A former US Secretary of State has warned that European fragmentation "is not a good idea", it has been reported.
With a referendum on Scottish independence due in 2014 and a growing campaign in Catalonia for independence from Spain, Dr Madeleine Albright suggested that fragmentation would be unhelpful to trans-Atlantic relations and the EU`s standing on the global stage.
"I find it hard to get involved in Scottish politics but I think one always has to be careful," she told The Sunday Times. "In this day and age we have to all figure out how to work together, not so much separately."
She said: "The US and Europe have more in common than any other places in the world and there are so many issues going on in other places so the point is can a strong EU be...how can we be partners to each other? So fragmentation does not help on that. It is counter to where people were going.
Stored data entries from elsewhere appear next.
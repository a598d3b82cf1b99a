//! Shared test fixtures: a programmable adapter and small helpers.
//!
//! The adapter answers nothing until a test provides an answer, so both the
//! synchronous path (answer set before the subscription) and the deferred
//! path (answer set afterwards) are exercised with the same fixture.

#![allow(dead_code)]

use std::collections::HashMap;
use std::sync::Arc;

use async_trait::async_trait;
use bayeux_rs::pubsub::{Adapter, Subscriber};
use bayeux_rs::{node_name_from_channel, NodeName};
use parking_lot::Mutex;
use serde_json::{json, Value};
use tokio::sync::watch;

#[derive(Clone)]
enum InitAnswer {
    Value(Value),
    Skip,
}

#[derive(Default)]
struct State {
    validation: HashMap<NodeName, bool>,
    authorization: HashMap<NodeName, bool>,
    initialization: HashMap<NodeName, InitAnswer>,
    handshake_error: Option<String>,
    publish_error: Option<String>,
    publish_panics: bool,
    publishes: Vec<Value>,
}

/// Adapter whose answers are scripted by the test.
pub struct TestAdapter {
    state: Mutex<State>,
    version: watch::Sender<u64>,
}

impl TestAdapter {
    pub fn new() -> Arc<Self> {
        let (version, _) = watch::channel(0);
        Arc::new(TestAdapter {
            state: Mutex::new(State::default()),
            version,
        })
    }

    pub fn answer_validation_request(&self, name: NodeName, answer: bool) {
        self.state.lock().validation.insert(name, answer);
        self.bump();
    }

    pub fn answer_authorization_request(&self, name: NodeName, answer: bool) {
        self.state.lock().authorization.insert(name, answer);
        self.bump();
    }

    pub fn answer_initialization_request(&self, name: NodeName, value: Value) {
        self.state
            .lock()
            .initialization
            .insert(name, InitAnswer::Value(value));
        self.bump();
    }

    pub fn skip_initialization_request(&self, name: NodeName) {
        self.state
            .lock()
            .initialization
            .insert(name, InitAnswer::Skip);
        self.bump();
    }

    pub fn reject_handshakes(&self, error: &str) {
        self.state.lock().handshake_error = Some(error.to_string());
    }

    pub fn reject_publishes(&self, error: &str) {
        self.state.lock().publish_error = Some(error.to_string());
    }

    pub fn panic_on_publish(&self) {
        self.state.lock().publish_panics = true;
    }

    /// All publish calls seen so far, oldest first.
    pub fn publishes(&self) -> Vec<Value> {
        self.state.lock().publishes.clone()
    }

    fn bump(&self) {
        self.version.send_modify(|v| *v += 1);
    }

    async fn wait_for<T: Clone>(&self, lookup: impl Fn(&State) -> Option<T>) -> T {
        let mut receiver = self.version.subscribe();
        loop {
            if let Some(answer) = lookup(&self.state.lock()) {
                return answer;
            }
            if receiver.changed().await.is_err() {
                std::future::pending::<()>().await;
            }
        }
    }
}

#[async_trait]
impl Adapter for TestAdapter {
    async fn validate(&self, name: &NodeName) -> bool {
        self.wait_for(|state| state.validation.get(name).copied())
            .await
    }

    async fn authorize(&self, _subscriber: &Arc<dyn Subscriber>, name: &NodeName) -> bool {
        self.wait_for(|state| state.authorization.get(name).copied())
            .await
    }

    async fn initialize(&self, name: &NodeName) -> Option<Value> {
        let answer = self
            .wait_for(|state| state.initialization.get(name).cloned())
            .await;
        match answer {
            InitAnswer::Value(value) => Some(value),
            InitAnswer::Skip => None,
        }
    }

    async fn handshake(&self, _ext: Option<&Value>) -> Result<(), String> {
        match self.state.lock().handshake_error.clone() {
            Some(error) => Err(error),
            None => Ok(()),
        }
    }

    async fn publish(
        &self,
        channel: &str,
        data: &Value,
        message: &Value,
        session_id: &str,
    ) -> Result<(), String> {
        let mut state = self.state.lock();
        if state.publish_panics {
            drop(state);
            panic!("adapter failure");
        }
        state.publishes.push(json!({
            "channel": channel,
            "data": data,
            "message": message,
            "session_id": session_id,
        }));
        match state.publish_error.clone() {
            Some(error) => Err(error),
            None => Ok(()),
        }
    }
}

/// Parse a data channel into a node name, panicking on malformed input.
pub fn node_name(channel: &str) -> NodeName {
    node_name_from_channel(channel).expect("valid channel")
}

/// Let spawned registry pipelines run to completion.
pub async fn settle() {
    for _ in 0..8 {
        tokio::task::yield_now().await;
    }
}
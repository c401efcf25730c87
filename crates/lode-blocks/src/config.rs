//! TOML definition format for faces and blocks.
//!
//! ```toml
//! [faces."core.grass"]
//! texture = 0
//!
//! [[blocks]]
//! name = "core.grass"
//! top = "core.grass"
//! side = "core.grass_side"
//! bottom = "core.dirt"
//! ```
//!
//! A block may give a single `face` instead of the three roles; missing
//! roles fall back to it.

use std::collections::HashMap;

use serde::Deserialize;

#[derive(Debug, Deserialize)]
pub struct VoxelsConfig {
    #[serde(default)]
    pub faces: HashMap<String, FaceDef>,
    #[serde(default)]
    pub blocks: Vec<BlockDef>,
}

#[derive(Debug, Deserialize)]
pub struct FaceDef {
    pub texture: u32,
}

#[derive(Debug, Deserialize)]
pub struct BlockDef {
    pub name: String,
    #[serde(default)]
    pub face: Option<String>,
    #[serde(default)]
    pub top: Option<String>,
    #[serde(default)]
    pub side: Option<String>,
    #[serde(default)]
    pub bottom: Option<String>,
}

impl BlockDef {
    /// Resolved face name for a role, falling back to the shared `face`.
    pub fn face_name(&self, role: &str) -> Option<&str> {
        let specific = match role {
            "top" => self.top.as_deref(),
            "side" => self.side.as_deref(),
            "bottom" => self.bottom.as_deref(),
            _ => None,
        };
        specific.or(self.face.as_deref())
    }
}
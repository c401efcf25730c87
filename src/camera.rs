use raylib::prelude::*;

pub const FOVY_DEG: f32 = 70.0;

/// Free-flying mouse-look camera. In walking mode only the look portion
/// runs; translation comes from the `Walker`.
pub struct FlyCamera {
    pub position: Vector3,
    pub yaw: f32,   // degrees
    pub pitch: f32, // degrees
    pub move_speed: f32,
    pub mouse_sensitivity: f32,
}

impl FlyCamera {
    pub fn new(position: Vector3) -> Self {
        Self {
            position,
            yaw: -45.0,
            pitch: -20.0,
            move_speed: 12.0,
            mouse_sensitivity: 0.1,
        }
    }

    pub fn to_camera3d(&self) -> Camera3D {
        Camera3D::perspective(
            self.position,
            self.position + self.forward(),
            Vector3::up(),
            FOVY_DEG,
        )
    }

    pub fn forward(&self) -> Vector3 {
        let yaw = self.yaw.to_radians();
        let pitch = self.pitch.to_radians();
        Vector3::new(
            yaw.cos() * pitch.cos(),
            pitch.sin(),
            yaw.sin() * pitch.cos(),
        )
        .normalized()
    }

    pub fn right(&self) -> Vector3 {
        self.forward().cross(Vector3::up()).normalized()
    }

    /// Mouse look only; translation stays where it is.
    pub fn update_look(&mut self, rl: &mut RaylibHandle) {
        let md = rl.get_mouse_delta();
        self.yaw += md.x * self.mouse_sensitivity;
        self.pitch -= md.y * self.mouse_sensitivity;
        self.pitch = self.pitch.clamp(-89.9, 89.9);
    }

    /// Mouse look plus free WASD/QE flight.
    pub fn update(&mut self, rl: &mut RaylibHandle, dt: f32) {
        self.update_look(rl);

        let f = self.forward();
        let r = self.right();
        let mut wish = Vector3::zero();
        if rl.is_key_down(KeyboardKey::KEY_W) {
            wish += f;
        }
        if rl.is_key_down(KeyboardKey::KEY_S) {
            wish -= f;
        }
        if rl.is_key_down(KeyboardKey::KEY_A) {
            wish -= r;
        }
        if rl.is_key_down(KeyboardKey::KEY_D) {
            wish += r;
        }
        if rl.is_key_down(KeyboardKey::KEY_E) {
            wish += Vector3::up();
        }
        if rl.is_key_down(KeyboardKey::KEY_Q) {
            wish -= Vector3::up();
        }
        if wish.length() > 0.0 {
            let speed = if rl.is_key_down(KeyboardKey::KEY_LEFT_SHIFT) {
                self.move_speed * 3.0
            } else {
                self.move_speed
            };
            self.position += wish.normalized() * speed * dt;
        }
    }
}
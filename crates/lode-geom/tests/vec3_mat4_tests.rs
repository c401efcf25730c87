use lode_geom::{Aabb, Mat4, Vec3};

fn approx(a: f32, b: f32, eps: f32) -> bool {
    (a - b).abs() <= eps
}

fn vapprox(a: Vec3, b: Vec3, eps: f32) -> bool {
    approx(a.x, b.x, eps) && approx(a.y, b.y, eps) && approx(a.z, b.z, eps)
}

#[test]
fn vec3_arithmetic() {
    let a = Vec3::new(2.0, -1.0, 0.5);
    let b = Vec3::new(1.0, 3.0, -2.5);
    assert!(vapprox(a + b, Vec3::new(3.0, 2.0, -2.0), 1e-6));
    assert!(vapprox((a + b) - b, a, 1e-6));
    assert!(vapprox(a * 2.0, Vec3::new(4.0, -2.0, 1.0), 1e-6));
    assert!(vapprox(a / 2.0, Vec3::new(1.0, -0.5, 0.25), 1e-6));
    assert!(vapprox(-a, Vec3::new(-2.0, 1.0, -0.5), 1e-6));
}

#[test]
fn vec3_dot_cross_length() {
    let v = Vec3::new(0.0, 3.0, 4.0);
    assert!(approx(v.length(), 5.0, 1e-6));
    assert!(approx(v.normalized().length(), 1.0, 1e-6));
    // Normalizing zero stays zero instead of producing NaN.
    assert!(vapprox(Vec3::ZERO.normalized(), Vec3::ZERO, 1e-6));

    let i = Vec3::new(1.0, 0.0, 0.0);
    let j = Vec3::new(0.0, 1.0, 0.0);
    assert!(vapprox(i.cross(j), Vec3::new(0.0, 0.0, 1.0), 1e-6));
    assert!(approx(i.dot(j), 0.0, 1e-6));
}

#[test]
fn aabb_center() {
    let bb = Aabb::new(Vec3::new(-2.0, 0.0, 4.0), Vec3::new(2.0, 6.0, 8.0));
    assert!(vapprox(bb.center(), Vec3::new(0.0, 3.0, 6.0), 1e-6));
}

fn transform_point(m: &Mat4, p: Vec3) -> Vec3 {
    let x = m.m[0] * p.x + m.m[4] * p.y + m.m[8] * p.z + m.m[12];
    let y = m.m[1] * p.x + m.m[5] * p.y + m.m[9] * p.z + m.m[13];
    let z = m.m[2] * p.x + m.m[6] * p.y + m.m[10] * p.z + m.m[14];
    Vec3::new(x, y, z)
}

#[test]
fn mat4_identity_mul() {
    let id = Mat4::IDENTITY;
    let persp = Mat4::perspective(70f32.to_radians(), 16.0 / 9.0, 0.1, 100.0);
    assert_eq!(id.mul(&persp), persp);
    assert_eq!(persp.mul(&id), persp);
}

#[test]
fn mat4_look_at_maps_eye_to_origin() {
    let eye = Vec3::new(3.0, 5.0, -7.0);
    let view = Mat4::look_at(eye, Vec3::ZERO, Vec3::UP);
    assert!(vapprox(transform_point(&view, eye), Vec3::ZERO, 1e-4));
}

#[test]
fn mat4_look_at_forward_is_negative_z() {
    // Right-handed convention: a point straight ahead of the eye lands on -Z.
    let eye = Vec3::new(0.0, 0.0, 10.0);
    let view = Mat4::look_at(eye, Vec3::ZERO, Vec3::UP);
    let ahead = transform_point(&view, Vec3::new(0.0, 0.0, 5.0));
    assert!(approx(ahead.x, 0.0, 1e-5));
    assert!(approx(ahead.y, 0.0, 1e-5));
    assert!(ahead.z < 0.0);
}
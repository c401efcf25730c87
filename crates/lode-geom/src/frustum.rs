//! View-frustum extraction and AABB visibility tests.

use crate::{Aabb, Mat4, Vec3};

/// A plane in `dot(normal, p) + d = 0` form. Points with a non-negative
/// signed distance are on the inside for frustum purposes.
#[derive(Clone, Copy, Debug, Default)]
pub struct Plane {
    pub normal: Vec3,
    pub d: f32,
}

impl Plane {
    #[inline]
    pub fn signed_distance(&self, p: Vec3) -> f32 {
        self.normal.dot(p) + self.d
    }

    fn normalized(self) -> Plane {
        let len = self.normal.length();
        if len > 0.0 {
            Plane {
                normal: self.normal / len,
                d: self.d / len,
            }
        } else {
            self
        }
    }
}

/// Six clip planes derived from a projection-view matrix.
///
/// The AABB test is conservative: a box intersecting the view volume is
/// never reported as outside. Boxes fully outside one plane are rejected;
/// everything else passes.
#[derive(Clone, Copy, Debug)]
pub struct Frustum {
    pub planes: [Plane; 6],
}

impl Frustum {
    /// Extracts the clip planes from `proj * view` (Gribb/Hartmann rows).
    pub fn from_proj_view(pv: &Mat4) -> Frustum {
        let r0 = pv.row(0);
        let r1 = pv.row(1);
        let r2 = pv.row(2);
        let r3 = pv.row(3);

        let plane = |a: [f32; 4], b: [f32; 4], sub: bool| {
            let s = if sub { -1.0 } else { 1.0 };
            Plane {
                normal: Vec3::new(b[0] + s * a[0], b[1] + s * a[1], b[2] + s * a[2]),
                d: b[3] + s * a[3],
            }
            .normalized()
        };

        Frustum {
            planes: [
                plane(r0, r3, false), // left
                plane(r0, r3, true),  // right
                plane(r1, r3, false), // bottom
                plane(r1, r3, true),  // top
                plane(r2, r3, false), // near
                plane(r2, r3, true),  // far
            ],
        }
    }

    /// True if `bb` is at least partially inside the frustum.
    pub fn contains_aabb(&self, bb: &Aabb) -> bool {
        for pl in &self.planes {
            // Vertex of the box furthest along the plane normal.
            let p = Vec3::new(
                if pl.normal.x >= 0.0 { bb.max.x } else { bb.min.x },
                if pl.normal.y >= 0.0 { bb.max.y } else { bb.min.y },
                if pl.normal.z >= 0.0 { bb.max.z } else { bb.min.z },
            );
            if pl.signed_distance(p) < 0.0 {
                return false;
            }
        }
        true
    }

    #[inline]
    pub fn contains_point(&self, p: Vec3) -> bool {
        self.planes.iter().all(|pl| pl.signed_distance(p) >= 0.0)
    }
}
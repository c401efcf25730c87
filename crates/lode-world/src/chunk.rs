use lode_blocks::{BlockId, BlockRegistry};

use crate::chunk_coord::ChunkCoord;
use crate::terrain::{DIRT_BLOCK, GRASS_BLOCK, STONE_BLOCK, TerrainGen};
use crate::world::World;
use crate::{CHUNK_SIZE, CHUNK_VOLUME};

/// A cube of `CHUNK_SIZE`³ block cells. `None` is air; `Some` is a handle
/// into the locked block registry.
///
/// The dirty flag is raised whenever contents change and lowered by the
/// frame driver once a mesh rebuild for the new contents has completed, so
/// an interrupted build leaves the chunk queued for retry.
#[derive(Clone, Debug)]
pub struct Chunk {
    coord: ChunkCoord,
    blocks: Vec<Option<BlockId>>,
    dirty: bool,
}

impl Chunk {
    /// Creates an all-air chunk at the given chunk coordinate.
    pub fn new(coord: ChunkCoord) -> Self {
        Self {
            coord,
            blocks: vec![None; CHUNK_VOLUME],
            dirty: false,
        }
    }

    #[inline]
    pub fn coord(&self) -> ChunkCoord {
        self.coord
    }

    #[inline]
    pub fn is_dirty(&self) -> bool {
        self.dirty
    }

    #[inline]
    pub fn mark_clean(&mut self) {
        self.dirty = false;
    }

    /// Linear index of an in-bounds local position. Callers must check
    /// [`Chunk::in_bounds`] first.
    #[inline]
    pub fn local_index(lx: usize, ly: usize, lz: usize) -> usize {
        (lz * CHUNK_SIZE + ly) * CHUNK_SIZE + lx
    }

    /// True iff every component lies in `[0, CHUNK_SIZE)`.
    #[inline]
    pub fn in_bounds(lx: i32, ly: i32, lz: i32) -> bool {
        let s = CHUNK_SIZE as i32;
        (0..s).contains(&lx) && (0..s).contains(&ly) && (0..s).contains(&lz)
    }

    /// World-space to local-space. Pure arithmetic; the result is only a
    /// valid cell address if it passes [`Chunk::in_bounds`].
    #[inline]
    pub fn world_to_local(&self, wx: i32, wy: i32, wz: i32) -> (i32, i32, i32) {
        let (bx, by, bz) = self.coord.base();
        (wx - bx, wy - by, wz - bz)
    }

    /// Bounds-checked cell read. Out of range reads as air.
    #[inline]
    pub fn get_local(&self, lx: i32, ly: i32, lz: i32) -> Option<BlockId> {
        if !Self::in_bounds(lx, ly, lz) {
            return None;
        }
        self.get_local_unchecked(lx as usize, ly as usize, lz as usize)
    }

    /// Cell read without the bounds check, for hot loops that already
    /// validated the position.
    #[inline]
    pub fn get_local_unchecked(&self, lx: usize, ly: usize, lz: usize) -> Option<BlockId> {
        self.blocks[Self::local_index(lx, ly, lz)]
    }

    /// Bounds-checked cell write. Out-of-range positions and writes of the
    /// current value are no-ops, so the dirty flag only rises on real
    /// changes.
    pub fn set_local(&mut self, lx: i32, ly: i32, lz: i32, block: Option<BlockId>) {
        if !Self::in_bounds(lx, ly, lz) {
            return;
        }
        let idx = Self::local_index(lx as usize, ly as usize, lz as usize);
        if self.blocks[idx] == block {
            return;
        }
        self.blocks[idx] = block;
        self.dirty = true;
    }

    /// Cell read by world position, falling through to the world for
    /// positions outside this chunk. This is how mesh building sees across
    /// chunk boundaries; space with no chunk reads as air.
    pub fn block_world_extended(
        &self,
        world: &World,
        wx: i32,
        wy: i32,
        wz: i32,
    ) -> Option<BlockId> {
        let (lx, ly, lz) = self.world_to_local(wx, wy, wz);
        if Self::in_bounds(lx, ly, lz) {
            return self.get_local_unchecked(lx as usize, ly as usize, lz as usize);
        }
        world.block_at(wx, wy, wz)
    }

    /// Fills the chunk from the terrain height map. Bit-reproducible for a
    /// given generator seed and chunk coordinate.
    ///
    /// Columns are stone below `h - 3`, dirt up to below `h`, grass at
    /// exactly `h`, air above. Strata whose block name is not registered
    /// fall back to air.
    pub fn generate(&mut self, terrain: &TerrainGen, reg: &BlockRegistry) {
        let grass = reg.block_id(GRASS_BLOCK);
        let dirt = reg.block_id(DIRT_BLOCK);
        let stone = reg.block_id(STONE_BLOCK);

        let s = CHUNK_SIZE as i32;
        let (bx, by, bz) = self.coord.base();
        for lz in 0..s {
            let wz = bz + lz;
            for lx in 0..s {
                let wx = bx + lx;
                let h = terrain.height_at(wx, wz);
                for ly in 0..s {
                    let wy = by + ly;
                    if wy < h {
                        if wy < h - 3 {
                            self.set_local(lx, ly, lz, stone);
                        } else {
                            self.set_local(lx, ly, lz, dirt);
                        }
                    }
                    if wy == h {
                        self.set_local(lx, ly, lz, grass);
                    }
                }
            }
        }
        // Generated chunks always queue for one mesh pass, even all-air
        // ones (they resolve to a meshless build).
        self.dirty = true;
    }

    /// True if no cell holds a block.
    pub fn is_all_air(&self) -> bool {
        self.blocks.iter().all(|b| b.is_none())
    }
}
"A lot, if one looks at European history, has been about people fighting against each other, and there was kind of a thought that the lessons of the 20th Century had been learnt and that we were better off where we were co-operating more, and what is so evident is the inter-relatedness of everything, so fragmentation is not a good idea."
She echoed the sentiments of a controversial editorial in The Washington Post newspaper which said Scottish independence would lead to "a less stable world". Dr Albright was the USA Secretary of State under President Bill Clinton between 1997 and 2001. She addressed a Scottish Council for Development and Industry awards ceremony in Glasgow on Friday.
An SNP spokesman said: "With the Edinburgh Agreement we have, for the first time, an agreed and consented process between the UK and Scottish governments, which will have legal status, for Scotland to become an independent country. It is the Tories who are threatening Scotland's place in Europe. We want to remain part of the EU but increasingly clearly London doesn't.
"Why should Scotland leave such an important issue to Tories obsessed with isolating the UK from the rest of Europe? An independent Scotland will continue in European Union membership, as honorary director general of the European Commission Graham Avery said. We look forward to an independent Scotland being a friend and ally of the United States, as we will be with the rest of the UK and also look forward to the day when Scotland can play a full part in meeting the many challenges facing our interconnected world."
Shadow Scottish Secretary Margaret Curran said: "Madeleine Albright now adds her name to a long list of international figures who have expressed their concern about Scotland separating from the rest of the UK. From her time at the top table of the world's decision making forums, and as one of the foremost progressive American politicians, she knows that the way to make your voice heard and to bring about change around the world is to work together with friends and allies.
"The challenges that we will face over the next generation - from rebuilding the global economy to tackling terrorism - call for us to bind together, and not break apart. Scotland has a strong voice in the world now, as part of the UK, and Alex Salmond and the SNP want to put this at risk."